La BCE a justifié son choix par le retour de l'inflation à des niveaux supérieurs à l'objectif de 2%. La hausse des prix de l’énergie et les tensions géopolitiques au Moyen-Orient ont un impact. Comme le souligne l'analyse de Gianluca Grossi, les bureaux de recherche de la BCE ils ont révisé à la hausse inflation en attendant le 2026de 2,6% à 3,0%.

L'approche data-dependent de Lagarde

Lors de la conférence de presse, Christine Lagarde a réitéré la démarche «dépendant des données« , évaluant réunion par réunion. Le président n'a pas fourni d'indications précises, laissant ouverte la possibilité de augmente encore si les pressions persistent. La priorité de la BCE reste le retour de l'inflation vers l'objectif de 2% à moyen terme.

Taux de la BCE et performance des obligations d’État
Taux de la BCE et performance des obligations d’État

Le graphique mensuel du taux d'intérêt de la zone euro montre l'évolution du taux principal, qui a maintenant augmenté à 2,40 %, souligné par la ligne bleue. Après le pic de 4,50% atteint entre 2023 et 2024, la BCE avait entamé une longue phase de baisses. Cette descente a été interrompue après environ trois ans avec la décision d'aujourd'hui, qui marque la première augmentation depuis 2023. La BCE a également révisé à la baisse le taux de croissance 2026de 0,9% à 0,8%, en raison d'un contexte économique plus incertain dû au scénario géopolitique.

Les taux de la BCE à +25 points de base mais les obligations d'État réagissent bien

Malgré le resserrement, les contrats à terme sur les obligations d'État de la zone euro ont réagi positivement au cours de la séance, s'orientant à la hausse, comme le montre le graphique ci-joint avec leur opinion depuis mai.

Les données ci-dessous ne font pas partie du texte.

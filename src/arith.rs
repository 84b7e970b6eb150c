use rand::Rng;

use crate::error::Error;

/// Modular exponentiation `base^exponent mod modulus` by iterative
/// square-and-multiply.
///
/// Intermediate products are accumulated in `u128`, so the squaring step
/// cannot overflow for any modulus that fits in `u64`. That full `u64`
/// range is the supported contract; larger moduli would need a big-integer
/// backend.
pub fn mod_pow(base: u64, exponent: u64, modulus: u64) -> Result<u64, Error> {
    if modulus == 0 {
        return Err(Error::InvalidModulus("modulus must be positive".into()));
    }
    let m = modulus as u128;
    let mut result = 1 % m;
    let mut acc = base as u128 % m;
    let mut exp = exponent;
    while exp > 0 {
        if exp % 2 != 0 {
            result = result * acc % m;
        }
        acc = acc * acc % m;
        exp /= 2;
    }
    Ok(result as u64)
}

/// Multiplicative inverse of `value` modulo `modulus` via the extended
/// Euclidean algorithm.
///
/// Defined only when `gcd(value, modulus) == 1`; anything else is an
/// `InvalidModulus` error, since it means the caller's parameters were
/// never valid (a prime modulus guarantees coprimality for every value it
/// does not divide). The Bézout coefficient is tracked in `i128` and
/// normalized into `[0, modulus)` before returning.
pub fn mod_inverse(value: u64, modulus: u64) -> Result<u64, Error> {
    if modulus == 0 {
        return Err(Error::InvalidModulus("modulus must be positive".into()));
    }
    let (mut r0, mut r1) = (modulus as i128, (value % modulus) as i128);
    let (mut t0, mut t1) = (0i128, 1i128);
    while r1 != 0 {
        let q = r0 / r1;
        (r0, r1) = (r1, r0 - q * r1);
        (t0, t1) = (t1, t0 - q * t1);
    }
    if r0 != 1 {
        return Err(Error::InvalidModulus(format!(
            "{value} has no inverse modulo {modulus} (gcd {r0})"
        )));
    }
    let m = modulus as i128;
    Ok(((t0 % m + m) % m) as u64)
}

/// Uniform draw in `[low, high)`.
///
/// The draw is only as strong as the `rng` the caller supplies; nothing
/// here upgrades a non-cryptographic generator. Pass a CSPRNG where the
/// ephemeral exponents need to stay unpredictable.
pub fn random_in_range<R: Rng>(rng: &mut R, low: u64, high: u64) -> u64 {
    rng.gen_range(low..high)
}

Le BTP marque +0,34% à 117,34, leAVOINE Français +0,32% à 118,53 et le Bund Allemand +0,29% à 125,52.

Futures obligations d'Etat BTP - Bund - OATFutures obligations d'Etat BTP - Bund - OAT
Futures obligations d'État BTP – Bund – OAT

La réaction limitée confirme que l'augmentation avait été largement annoncée et déjà prise en compte par le marché. La décision du Conseil des gouverneurs n'a donc pas surpris les opérateurs. Les marchés financiers, notamment obligataires, n'aiment pas les surprises : les scénarios doivent être plus ou moins connus. Ce n'est pas un hasard si le secteur obligataire c'est le plus grand du système financier mondial. À la fin 2024 le marché obligataire mondial valait environ 145 000 milliards de dollars, à comparer à la capitalisation boursière mondiale de 125 000 milliards.

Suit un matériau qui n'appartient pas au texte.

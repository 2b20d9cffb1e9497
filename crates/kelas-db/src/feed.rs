use tokio::sync::broadcast;

use kelas_types::models::{ChannelId, TenantId};

const FEED_CAPACITY: usize = 256;

/// A committed write that live queries may need to re-run for.
#[derive(Debug, Clone, PartialEq, Eq)]
pub enum StoreChange {
    /// Channels were created or replaced under this tenant (`None` = unscoped).
    ChannelsChanged { tenant_id: Option<TenantId> },
    /// A message was appended to this channel.
    MessagesChanged { channel_id: ChannelId },
}

impl StoreChange {
    /// Whether a directory query scoped to `tenant` can observe this change.
    /// Unscoped queries see every channel, so they match every channel change.
    pub fn touches_directory(&self, tenant: Option<&str>) -> bool {
        match self {
            Self::ChannelsChanged { tenant_id } => match tenant {
                None => true,
                Some(t) => tenant_id.as_deref() == Some(t),
            },
            Self::MessagesChanged { .. } => false,
        }
    }

    pub fn touches_channel(&self, channel: &str) -> bool {
        matches!(self, Self::MessagesChanged { channel_id } if channel_id == channel)
    }
}

/// Notification fan-out for committed writes.
#[derive(Clone)]
pub struct ChangeFeed {
    tx: broadcast::Sender<StoreChange>,
}

impl ChangeFeed {
    pub fn new() -> Self {
        let (tx, _) = broadcast::channel(FEED_CAPACITY);
        Self { tx }
    }

    pub fn subscribe(&self) -> broadcast::Receiver<StoreChange> {
        self.tx.subscribe()
    }

    /// Publish a change. Having no listeners is not an error.
    pub fn publish(&self, change: StoreChange) {
        let _ = self.tx.send(change);
    }
}

impl Default for ChangeFeed {
    fn default() -> Self {
        Self::new()
    }
}
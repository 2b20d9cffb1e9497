use serde::{Deserialize, Serialize};

use crate::models::{ClassId, ForumId, ForumKind, MessageId, UserId};

// -- JWT Claims --

/// JWT claims shared by the REST middleware and the gateway handshake.
/// Tokens are minted by the external auth subsystem; `sub` is the profile uid.
#[derive(Debug, Clone, Serialize, Deserialize)]
pub struct Claims {
    pub sub: UserId,
    pub exp: usize,
}

// -- Forums --

#[derive(Debug, Deserialize)]
#[serde(rename_all = "camelCase", deny_unknown_fields)]
pub struct CreateForumRequest {
    pub name: String,
    pub kind: ForumKind,
    pub source_class_id: Option<ClassId>,
}

#[derive(Debug, Serialize, Deserialize)]
#[serde(rename_all = "camelCase")]
pub struct CreateForumResponse {
    pub forum_id: ForumId,
}

// -- Messages --

#[derive(Debug, Deserialize)]
#[serde(rename_all = "camelCase", deny_unknown_fields)]
pub struct SendMessageRequest {
    pub content: String,
    pub reply_to: Option<MessageId>,
}

// -- Errors --

#[derive(Debug, Serialize, Deserialize)]
pub struct ErrorBody {
    pub error: String,
}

Le BTP résiste mieux que le Bund et le spread se comprime

Au cours des deux dernières années, un fait a surpris plus que d’autres : la contraction structurelle des écarts de rendement entre l’Italie, l’Allemagne et la France. L'écart de rendement Bund BTP est tombé à 77 points de base, à des niveaux historiquement comprimés. C'est une descente qui dure depuis des années maintenant, commençant après le pic de 2022 plus de 2,5%. La différence entre BTP et OAT Le français, coincé autour de 11 points de base.

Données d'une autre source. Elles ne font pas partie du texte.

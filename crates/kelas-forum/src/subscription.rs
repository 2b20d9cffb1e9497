use std::sync::Arc;

use tokio::sync::broadcast::error::RecvError;
use tokio::sync::mpsc;
use tokio_util::sync::CancellationToken;
use tracing::{debug, error, warn};

use kelas_db::Database;
use kelas_db::feed::StoreChange;

/// Handle to a live view. Snapshots arrive in production order; each one
/// fully replaces the previous.
///
/// The producer stops when [`cancel`](Self::cancel) is called or when the
/// handle is dropped.
pub struct Subscription<T> {
    rx: mpsc::Receiver<T>,
    cancel: CancellationToken,
}

impl<T> Subscription<T> {
    /// Next snapshot, or `None` once the producer has stopped.
    pub async fn recv(&mut self) -> Option<T> {
        self.rx.recv().await
    }

    pub fn cancel(&self) {
        self.cancel.cancel();
    }
}

impl<T> Drop for Subscription<T> {
    fn drop(&mut self) {
        self.cancel.cancel();
    }
}

/// Spawn a producer that runs `query` once, then again after every store
/// change accepted by `relevant`. `query` runs on the blocking pool;
/// returning `None` skips the emission and keeps the consumer's last view.
pub(crate) fn spawn_live_query<T, Q, R>(
    db: Arc<Database>,
    buffer: usize,
    label: String,
    relevant: R,
    query: Q,
) -> Subscription<T>
where
    T: Send + 'static,
    Q: Fn(&Database) -> Option<T> + Send + Sync + 'static,
    R: Fn(&StoreChange) -> bool + Send + 'static,
{
    let (tx, rx) = mpsc::channel(buffer.max(1));
    let cancel = CancellationToken::new();
    let token = cancel.clone();

    // Subscribe before the first query so no commit can slip between them.
    let mut changes = db.changes();
    let query = Arc::new(query);

    tokio::spawn(async move {
        let mut stale = true;
        loop {
            if stale {
                stale = false;
                let db = db.clone();
                let query = query.clone();
                let produced = tokio::select! {
                    biased;
                    _ = token.cancelled() => break,
                    res = tokio::task::spawn_blocking(move || query(&db)) => res,
                };

                match produced {
                    Ok(Some(snapshot)) => {
                        tokio::select! {
                            biased;
                            _ = token.cancelled() => break,
                            sent = tx.send(snapshot) => {
                                if sent.is_err() {
                                    break;
                                }
                            }
                        }
                    }
                    Ok(None) => {}
                    Err(e) => error!("{} query task failed: {}", label, e),
                }
            }

            tokio::select! {
                biased;
                _ = token.cancelled() => break,
                change = changes.recv() => match change {
                    Ok(change) => stale = relevant(&change),
                    Err(RecvError::Lagged(n)) => {
                        warn!("{} change feed lagged by {} events, re-querying", label, n);
                        stale = true;
                    }
                    Err(RecvError::Closed) => break,
                },
            }
        }
        debug!("{} subscription closed", label);
    });

    Subscription { rx, cancel }
}
use std::sync::Arc;

use jsonwebtoken::{EncodingKey, Header, encode};

use kelas_db::Database;
use kelas_forum::{ChannelDirectory, ForumProvisioner, MessageStream, TenantResolver};
use kelas_types::api::Claims;

pub type AppState = Arc<AppStateInner>;

pub struct AppStateInner {
    pub db: Arc<Database>,
    pub provisioner: ForumProvisioner,
    pub directory: ChannelDirectory,
    pub messages: MessageStream,
    pub tenants: TenantResolver,
    pub jwt_secret: String,
}

impl AppStateInner {
    /// Wire the forum services over one database.
    pub fn new(db: Arc<Database>, directory: ChannelDirectory, messages: MessageStream, jwt_secret: String) -> Self {
        Self {
            provisioner: ForumProvisioner::new(db.clone()),
            tenants: TenantResolver::new(db.clone()),
            directory,
            messages,
            db,
            jwt_secret,
        }
    }
}

/// Mint a bearer token for `uid`. Production tokens come from the auth
/// service; this is for local tooling and tests sharing the same secret.
pub fn issue_token(secret: &str, uid: &str, ttl: chrono::Duration) -> anyhow::Result<String> {
    let claims = Claims {
        sub: uid.to_string(),
        exp: (chrono::Utc::now() + ttl).timestamp() as usize,
    };

    let token = encode(
        &Header::default(),
        &claims,
        &EncodingKey::from_secret(secret.as_bytes()),
    )?;

    Ok(token)
}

Spread BTP vs Bund et OATSpread BTP vs Bund et OAT
Spread BTP vs Bund et OAT

Sur le graphique mensuel à long terme, en effet, une dynamique claire se dessine, le futur du BTP résistant mieux que celui allemand ces dernières années. La comparaison directe entre les trois futures récompense donc la dette italienne, qui réduit la prime de risque par rapport à ses partenaires européens. Un signal de confiance qui résiste même en phase de tension sur les marchés obligataires.